Ciência
12/04/2023 às 02:00•2 min de leitura
Como tantas outras pessoas neste mundo, John Wycliffe foi condenado à pena capital — ele deveria morrer pelos seus crimes. O curioso é que decidiram fazer isso 15 anos depois que o cara já tinha morrido. Bem que dizem que "a justiça tarda, mas não falha"...
Outro detalhe curioso é o motivo da condenação: traduzir a Bíblia para o inglês. Não que uma pessoa morrer a mando da Igreja fosse raro naquela época (século XV). A questão é que traduzir o livro sagrado do cristianismo para qualquer outro idioma que não o latim era um crime gravíssimo para a Igreja Católica.
E Wycliffe não apenas foi condenado, como também torturado depois de morto — seus restos foram exumados, queimados e jogados em um rio.

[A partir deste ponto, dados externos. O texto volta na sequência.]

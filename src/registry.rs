//! Virtual Asset Registry
//!
//! Mediates between "a source file wants the runtime URL of another file"
//! and "the bundler has not decided that file's output name yet".
//!
//! Lifecycle per logical id is strict: `register` → `record_referrer`* →
//! `resolve` (once) → referrers rewritten. Records live in an indexed table
//! keyed by `(source_path, world)`; there is no global state.

use std::collections::HashMap;
use std::fmt;

use crate::utils::script_placeholder;
use crate::{CrxError, ExecutionWorld};

// ---------------------------------------------------------------------------
// Script Requests
// ---------------------------------------------------------------------------

/// Output format requested by a `?script` import.
#[derive(Debug, Clone, Copy, PartialEq, Eq, Hash, Default)]
pub enum ScriptFormat {
    #[default]
    Classic,
    /// `?script&module`
    Module,
}

/// What a `?script` import asks for besides the path.
#[derive(Debug, Clone, Copy, PartialEq, Eq, Hash, Default)]
pub struct ScriptRequest {
    pub world: ExecutionWorld,
    pub format: ScriptFormat,
}

/// Split a `?script` specifier into its path and request.
///
/// Returns `Ok(None)` for specifiers that are not dynamic-script imports.
/// `Err` carries the reason for an unsupported flag combination.
pub fn parse_script_specifier(specifier: &str) -> Result<Option<(&str, ScriptRequest)>, String> {
    let (path, query) = match specifier.split_once('?') {
        Some(parts) => parts,
        None => return Ok(None),
    };
    let mut flags = query.split('&');
    if flags.next() != Some("script") {
        return Ok(None);
    }

    let mut request = ScriptRequest::default();
    let mut world: Option<ExecutionWorld> = None;
    for flag in flags {
        let requested = match flag {
            "main" => ExecutionWorld::Main,
            "isolated" => ExecutionWorld::Isolated,
            "module" => {
                request.format = ScriptFormat::Module;
                continue;
            }
            "iife" => return Err("the iife script format is not supported".into()),
            "" => continue,
            other => return Err(format!("unknown script flag '{}'", other)),
        };
        if world.is_some_and(|w| w != requested) {
            return Err("conflicting execution worlds".into());
        }
        world = Some(requested);
    }
    request.world = world.unwrap_or_default();
    Ok(Some((path, request)))
}

// ---------------------------------------------------------------------------
// LogicalId
// ---------------------------------------------------------------------------

/// Deterministic id for one `(source_path, world)` pair.
#[derive(Debug, Clone, PartialEq, Eq, Hash, PartialOrd, Ord)]
pub struct LogicalId(String);

impl LogicalId {
    fn new(source_path: &str, world: ExecutionWorld) -> Self {
        Self(format!("{}:{}", world.as_str(), source_path))
    }

    pub fn as_str(&self) -> &str {
        &self.0
    }

    /// Token emitted into referrer code until the id is resolved.
    pub fn placeholder(&self) -> String {
        script_placeholder(&self.0)
    }
}

impl fmt::Display for LogicalId {
    fn fmt(&self, f: &mut fmt::Formatter<'_>) -> fmt::Result {
        f.write_str(&self.0)
    }
}

// ---------------------------------------------------------------------------
// Records
// ---------------------------------------------------------------------------

#[derive(Debug, Clone, PartialEq)]
pub struct VirtualAssetRecord {
    pub logical_id: LogicalId,
    pub source_path: String,
    pub request: ScriptRequest,
    /// `None` until the bundler reports the output name.
    pub resolved_output_path: Option<String>,
    /// Files whose code embeds this record's placeholder.
    pub referrers: Vec<String>,
}

impl VirtualAssetRecord {
    pub fn is_resolved(&self) -> bool {
        self.resolved_output_path.is_some()
    }
}

// ---------------------------------------------------------------------------
// Registry
// ---------------------------------------------------------------------------

#[derive(Debug, Default)]
pub struct VirtualAssetRegistry {
    records: Vec<VirtualAssetRecord>,
    by_key: HashMap<(String, ExecutionWorld), usize>,
    by_id: HashMap<LogicalId, usize>,
    /// Referrer files whose targets are all known, in queueing order.
    ready: Vec<String>,
}

impl VirtualAssetRegistry {
    pub fn new() -> Self {
        Self::default()
    }

    /// Return the logical id for `(source_path, request.world)`, creating a
    /// record on first sight. The format of the first registration wins;
    /// callers check for conflicts with [`lookup`](Self::lookup).
    pub fn register(&mut self, source_path: &str, request: ScriptRequest) -> LogicalId {
        let key = (source_path.to_string(), request.world);
        if let Some(&idx) = self.by_key.get(&key) {
            return self.records[idx].logical_id.clone();
        }
        let logical_id = LogicalId::new(source_path, request.world);
        let idx = self.records.len();
        self.records.push(VirtualAssetRecord {
            logical_id: logical_id.clone(),
            source_path: source_path.to_string(),
            request,
            resolved_output_path: None,
            referrers: Vec::new(),
        });
        self.by_key.insert(key, idx);
        self.by_id.insert(logical_id.clone(), idx);
        tracing::debug!(id = %logical_id, "registered virtual asset");
        logical_id
    }

    pub fn lookup(&self, source_path: &str, world: ExecutionWorld) -> Option<&VirtualAssetRecord> {
        self.by_key
            .get(&(source_path.to_string(), world))
            .map(|&idx| &self.records[idx])
    }

    pub fn get(&self, id: &LogicalId) -> Option<&VirtualAssetRecord> {
        self.by_id.get(id).map(|&idx| &self.records[idx])
    }

    fn index_of(&self, id: &LogicalId) -> Result<usize, CrxError> {
        self.by_id
            .get(id)
            .copied()
            .ok_or_else(|| CrxError::UnknownVirtualAsset(id.to_string()))
    }

    /// Note that `importing_file` embeds the placeholder for `id`.
    pub fn record_referrer(&mut self, id: &LogicalId, importing_file: &str) -> Result<(), CrxError> {
        let idx = self.index_of(id)?;
        let record = &mut self.records[idx];
        if record.referrers.iter().any(|r| r == importing_file) {
            return Ok(());
        }
        record.referrers.push(importing_file.to_string());
        // Late referrer of an already-resolved target.
        if record.is_resolved() {
            self.queue(importing_file.to_string());
        }
        Ok(())
    }

    /// Record the output name of `id`. Callable once per id.
    pub fn resolve(&mut self, id: &LogicalId, output_path: &str) -> Result<(), CrxError> {
        let idx = self.index_of(id)?;
        let record = &mut self.records[idx];
        if let Some(existing) = &record.resolved_output_path {
            return Err(CrxError::PrematureResolution {
                logical_id: id.to_string(),
                reason: format!("already resolved to '{}'", existing),
            });
        }
        record.resolved_output_path = Some(output_path.to_string());
        tracing::debug!(id = %id, output = output_path, "resolved virtual asset");
        let referrers = record.referrers.clone();
        for referrer in referrers {
            self.queue(referrer);
        }
        Ok(())
    }

    fn queue(&mut self, file: String) {
        if !self.ready.contains(&file) {
            self.ready.push(file);
        }
    }

    /// Drain referrer files queued by `resolve`.
    pub fn take_ready_referrers(&mut self) -> Vec<String> {
        std::mem::take(&mut self.ready)
    }

    /// Replace every placeholder `file` embeds with its target's runtime URL.
    ///
    /// Fails with `PrematureResolution` if any target `file` refers to has no
    /// output path yet; nothing is rewritten in that case.
    pub fn rewrite_referrer(&self, file: &str, code: &str) -> Result<String, CrxError> {
        let targets: Vec<&VirtualAssetRecord> = self
            .records
            .iter()
            .filter(|r| r.referrers.iter().any(|f| f == file))
            .collect();

        let mut replacements = Vec::with_capacity(targets.len());
        for record in targets {
            let output = record.resolved_output_path.as_ref().ok_or_else(|| {
                CrxError::PrematureResolution {
                    logical_id: record.logical_id.to_string(),
                    reason: format!("referrer '{}' rewritten before its target resolved", file),
                }
            })?;
            replacements.push((record.logical_id.placeholder(), format!("/{}", output)));
        }

        let mut out = code.to_string();
        for (placeholder, url) in replacements {
            out = out.replace(&placeholder, &url);
        }
        Ok(out)
    }

    /// Runtime URL (`/<output>`) of a resolved id.
    pub fn runtime_url(&self, id: &LogicalId) -> Result<String, CrxError> {
        let record = &self.records[self.index_of(id)?];
        record
            .resolved_output_path
            .as_ref()
            .map(|p| format!("/{}", p))
            .ok_or_else(|| CrxError::PrematureResolution {
                logical_id: id.to_string(),
                reason: "runtime URL requested before resolution".into(),
            })
    }

    /// All records in registration order.
    pub fn records(&self) -> &[VirtualAssetRecord] {
        &self.records
    }

    pub fn unresolved(&self) -> impl Iterator<Item = &VirtualAssetRecord> {
        self.records.iter().filter(|r| !r.is_resolved())
    }

    pub fn len(&self) -> usize {
        self.records.len()
    }

    pub fn is_empty(&self) -> bool {
        self.records.is_empty()
    }
}

// ---------------------------------------------------------------------------
// Tests
// ---------------------------------------------------------------------------

#[cfg(test)]
mod tests {
    use super::*;

    fn main_world() -> ScriptRequest {
        ScriptRequest {
            world: ExecutionWorld::Main,
            format: ScriptFormat::Classic,
        }
    }

    #[test]
    fn parse_specifiers() {
        assert_eq!(parse_script_specifier("./a.ts"), Ok(None));
        assert_eq!(parse_script_specifier("./a.svg?raw"), Ok(None));
        assert_eq!(
            parse_script_specifier("./a.ts?script"),
            Ok(Some(("./a.ts", ScriptRequest::default())))
        );
        assert_eq!(
            parse_script_specifier("./a.ts?script&main"),
            Ok(Some(("./a.ts", main_world())))
        );
        let (_, module) = parse_script_specifier("./a.ts?script&module")
            .unwrap()
            .unwrap();
        assert_eq!(module.format, ScriptFormat::Module);
        assert!(parse_script_specifier("./a.ts?script&iife").is_err());
        assert!(parse_script_specifier("./a.ts?script&bogus").is_err());
        assert!(parse_script_specifier("./a.ts?script&main&isolated").is_err());
    }

    #[test]
    fn register_is_idempotent_per_world() {
        let mut reg = VirtualAssetRegistry::new();
        let a = reg.register("src/inject.ts", main_world());
        let b = reg.register("src/inject.ts", main_world());
        let c = reg.register("src/inject.ts", ScriptRequest::default());
        assert_eq!(a, b);
        assert_ne!(a, c);
        assert_ne!(a.placeholder(), c.placeholder());
        assert_eq!(reg.len(), 2);
    }

    #[test]
    fn resolve_twice_is_premature() {
        let mut reg = VirtualAssetRegistry::new();
        let id = reg.register("src/inject.ts", main_world());
        reg.resolve(&id, "assets/inject.js").unwrap();
        let err = reg.resolve(&id, "assets/inject.js").unwrap_err();
        assert!(matches!(err, CrxError::PrematureResolution { .. }));
    }

    #[test]
    fn rewrite_before_resolve_is_premature() {
        let mut reg = VirtualAssetRegistry::new();
        let id = reg.register("src/inject.ts", main_world());
        reg.record_referrer(&id, "src/content.ts").unwrap();
        let code = format!("const u = \"{}\";", id.placeholder());
        assert!(matches!(
            reg.rewrite_referrer("src/content.ts", &code),
            Err(CrxError::PrematureResolution { .. })
        ));
    }

    #[test]
    fn resolve_queues_and_rewrites_referrers() {
        let mut reg = VirtualAssetRegistry::new();
        let id = reg.register("src/inject.ts", main_world());
        reg.record_referrer(&id, "src/a.ts").unwrap();
        reg.record_referrer(&id, "src/b.ts").unwrap();
        reg.record_referrer(&id, "src/a.ts").unwrap();
        assert!(reg.take_ready_referrers().is_empty());

        reg.resolve(&id, "assets/inject.1234abcd.js").unwrap();
        assert_eq!(reg.take_ready_referrers(), vec!["src/a.ts", "src/b.ts"]);

        let code = format!("const u = \"{}\";", id.placeholder());
        assert_eq!(
            reg.rewrite_referrer("src/a.ts", &code).unwrap(),
            "const u = \"/assets/inject.1234abcd.js\";"
        );
        assert_eq!(
            reg.runtime_url(&id).unwrap(),
            "/assets/inject.1234abcd.js"
        );
    }

    #[test]
    fn unknown_id() {
        let mut scratch = VirtualAssetRegistry::new();
        let id = scratch.register("x.ts", ScriptRequest::default());

        let mut reg = VirtualAssetRegistry::new();
        assert!(matches!(
            reg.record_referrer(&id, "a.ts"),
            Err(CrxError::UnknownVirtualAsset(_))
        ));
        assert!(matches!(
            reg.resolve(&id, "x.js"),
            Err(CrxError::UnknownVirtualAsset(_))
        ));
    }
}
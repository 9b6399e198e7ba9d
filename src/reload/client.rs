//! Reconnecting reload client.
//!
//! One client per execution context, on its own connection. While
//! disconnected nothing is buffered in either direction: sends fail with
//! `ReloadTransportError`, and messages received on a previous connection
//! are dropped once a new one opens. A rebuild that happened during the gap
//! is simply missed until the next notification.

use std::sync::atomic::{AtomicU64, Ordering};
use std::sync::Arc;

use futures::{SinkExt, StreamExt};
use tokio::sync::{mpsc, watch};
use tokio::task::JoinHandle;
use tokio_tungstenite::connect_async;
use tokio_tungstenite::tungstenite::Message;

use super::config::Backoff;
use super::message::{ExecutionContext, ReloadMessage};
use crate::CrxError;

#[derive(Debug, Clone, Copy, PartialEq, Eq)]
pub enum ClientStatus {
    Connecting,
    Connected,
    Disconnected,
    /// The retry bound was exhausted.
    GaveUp,
}

pub struct ReloadClient;

impl ReloadClient {
    /// Start connecting `context` to the server at `base_url`
    /// (`ws://host:port`). Returns immediately; the connection is retried
    /// with `backoff` for as long as the handle lives.
    pub fn connect(
        base_url: impl Into<String>,
        context: ExecutionContext,
        backoff: Backoff,
    ) -> ClientHandle {
        let url = format!(
            "{}{}",
            base_url.into().trim_end_matches('/'),
            context.endpoint_path()
        );
        let epoch = Arc::new(AtomicU64::new(0));
        let (status_tx, status_rx) = watch::channel(ClientStatus::Connecting);
        let (inbound_tx, inbound_rx) = mpsc::unbounded_channel();
        let (outbound_tx, outbound_rx) = mpsc::unbounded_channel();

        let task = tokio::spawn(run_connection(
            url,
            context,
            backoff,
            Arc::clone(&epoch),
            status_tx,
            inbound_tx,
            outbound_rx,
        ));

        ClientHandle {
            context,
            inbound: inbound_rx,
            outbound: outbound_tx,
            epoch,
            status: status_rx,
            task,
        }
    }
}

/// Owner side of a client. Dropping it closes the connection.
pub struct ClientHandle {
    context: ExecutionContext,
    inbound: mpsc::UnboundedReceiver<(u64, ReloadMessage)>,
    outbound: mpsc::UnboundedSender<ReloadMessage>,
    /// Incremented on every disconnect.
    epoch: Arc<AtomicU64>,
    status: watch::Receiver<ClientStatus>,
    task: JoinHandle<()>,
}

impl ClientHandle {
    pub fn context(&self) -> ExecutionContext {
        self.context
    }

    pub fn status(&self) -> ClientStatus {
        *self.status.borrow()
    }

    /// Number of connections lost so far.
    pub fn epoch(&self) -> u64 {
        self.epoch.load(Ordering::SeqCst)
    }

    /// Wait until the client reaches `status`.
    pub async fn wait_for_status(&mut self, status: ClientStatus) -> Result<(), CrxError> {
        self.status
            .wait_for(|s| *s == status)
            .await
            .map(|_| ())
            .map_err(|_| CrxError::ReloadTransportError("client task stopped".into()))
    }

    /// Next message from the current connection. `None` once the client has
    /// stopped for good.
    pub async fn next_message(&mut self) -> Option<ReloadMessage> {
        loop {
            let (epoch, message) = self.inbound.recv().await?;
            if epoch == self.epoch.load(Ordering::SeqCst) {
                return Some(message);
            }
            tracing::debug!(
                context = %self.context,
                build_id = message.build_id,
                kind = %message.kind,
                "dropping message from a previous connection"
            );
        }
    }

    pub fn send(&self, message: ReloadMessage) -> Result<(), CrxError> {
        if self.status() != ClientStatus::Connected {
            return Err(CrxError::ReloadTransportError(format!(
                "{} is not connected",
                self.context
            )));
        }
        self.outbound
            .send(message)
            .map_err(|_| CrxError::ReloadTransportError("client task stopped".into()))
    }

    /// Hand every future message to `callback` on a background task.
    pub fn on_message<F>(mut self, mut callback: F) -> JoinHandle<()>
    where
        F: FnMut(ReloadMessage) + Send + 'static,
    {
        tokio::spawn(async move {
            while let Some(message) = self.next_message().await {
                callback(message);
            }
        })
    }
}

impl Drop for ClientHandle {
    fn drop(&mut self) {
        self.task.abort();
    }
}

async fn run_connection(
    url: String,
    context: ExecutionContext,
    backoff: Backoff,
    epoch: Arc<AtomicU64>,
    status: watch::Sender<ClientStatus>,
    inbound: mpsc::UnboundedSender<(u64, ReloadMessage)>,
    mut outbound: mpsc::UnboundedReceiver<ReloadMessage>,
) {
    let mut attempt: u32 = 0;

    loop {
        status.send_replace(ClientStatus::Connecting);
        match connect_async(url.as_str()).await {
            Ok((ws, _)) => {
                attempt = 0;
                // Anything queued while down belongs to the old connection.
                while outbound.try_recv().is_ok() {}
                let current = epoch.load(Ordering::SeqCst);
                status.send_replace(ClientStatus::Connected);
                tracing::info!(%context, "reload client connected");

                let (mut sink, mut stream) = ws.split();
                loop {
                    tokio::select! {
                        frame = stream.next() => match frame {
                            Some(Ok(Message::Text(text))) => match ReloadMessage::from_json(&text) {
                                Ok(message) => {
                                    if inbound.send((current, message)).is_err() {
                                        return;
                                    }
                                }
                                Err(e) => tracing::warn!(%context, error = %e, "malformed reload message"),
                            },
                            Some(Ok(Message::Close(_))) | None => break,
                            Some(Ok(_)) => {}
                            Some(Err(e)) => {
                                tracing::warn!(%context, error = %e, "reload connection error");
                                break;
                            }
                        },
                        out = outbound.recv() => match out {
                            Some(message) => {
                                let text = match message.to_json() {
                                    Ok(text) => text,
                                    Err(e) => {
                                        tracing::warn!(%context, error = %e, "unencodable reload message");
                                        continue;
                                    }
                                };
                                if let Err(e) = sink.send(Message::Text(text)).await {
                                    tracing::warn!(%context, error = %e, "reload send failed");
                                    break;
                                }
                            }
                            None => {
                                let _ = sink.close().await;
                                return;
                            }
                        },
                    }
                }

                epoch.fetch_add(1, Ordering::SeqCst);
                status.send_replace(ClientStatus::Disconnected);
                tracing::warn!(%context, "reload client disconnected");
            }
            Err(e) => {
                tracing::debug!(%context, attempt, error = %e, "reload connect failed");
            }
        }

        let Some(delay) = backoff.delay(attempt) else {
            status.send_replace(ClientStatus::GaveUp);
            tracing::warn!(%context, attempt, "reload client gave up reconnecting");
            return;
        };
        attempt = attempt.saturating_add(1);

        tokio::select! {
            _ = tokio::time::sleep(delay) => {}
            _ = inbound.closed() => return,
        }
    }
}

Depois que a gente descobre essa condenação à morte após a morte, o motivo se torna um mero detalhe, né? Mas para entender como essa cronologia bizarra foi possível, precisamos entender um pouco mais sobre o contexto da época e o trabalho de John Wycliffe.
A chamada "Bíblia de Wycliffe" foi a primeira tradução completa do livro sagrado para a língua inglesa. Mas também foi uma maneira para esse filósofo e teólogo inglês mostrar sua opinião sobre a própria Igreja — que, para ele, estava muito distante daquela Igreja descrita na Bíblia.
Ele discordava, por exemplo, da enorme desigualdade de riqueza entre a Igreja e a população da época. A própria tradução da Bíblia era uma forma de tornar os textos mais acessíveis para as pessoas comuns, que não sabiam latim.
Além disso, ele acreditava em uma vida religiosa mais comunitária, onde os aspectos comuns eram mais importantes que as questões individuais. Wycliffe também questionava a doutrina sobre o pão e o vinho serem transformados no corpo e no sangue de Cristo — que é a base do rito da comunhão, existente até hoje. Negar isso retirava bastante poder do clero e era bastante radical na visão do catolicismo da época.
Então, além de tradutor da Bíblia, John Wycliffe era um grande questionador — e suas ideias inspiraram os movimentos dissidentes que iriam reformar o cristianismo nos séculos seguintes. Aliás, todas essas ideias foram escritas, divulgadas e debatidas em inglês.
A exumação e condeção à morte post mortem de Wycliffe. (Fonte: World History)
Mas é claro que John Wycliffe não foi um "lobo solitário" nessa luta. Suas ideias faziam parte de um contexto histórico com muitos fatores.
Era a época da peste bubônica, que estimulou questionamentos acerca da vida em sociedade e de como ser um bom cristão. Além disso, a Igreja Católica estava perdida em disputas internas, em épocas onde chegaram a existir três papas simultaneamente, além do Papado de Avignon — quando a sede da Igreja foi transferida para a França. Como os ingleses estavam na Guerra dos 100 anos contra a França, fazia ainda mais sentido questionar uma autoridade sediada em território inimigo.
Wycliffe morreu em 1384 sem ser condenado. Entretanto, suas ideias continuaram circulando e conquistaram muitos seguidores — que ficaram conhecidos como lollars. Posteriormente, essa "rebeldia" do filósofo inglês seria considerada uma das principais inspirações para a Reforma Protestante, que rachou o cristianismo de vez.
Antes disso, em 1414, a Igreja Católica tentou resolver a questão com o Concílio de Constança. E uma das principais medidas foi atacar com força total quem ousasse questionar a autoridade do papado. Por isso, filósofos que seguiam Wycliffe — como o tcheco Jan Hus — foram mortos, os lollars começaram a ser perseguidos e o próprio Wycliffe foi condenado à morte por heresia, ainda que já estivesse morto há cerca de 30 anos.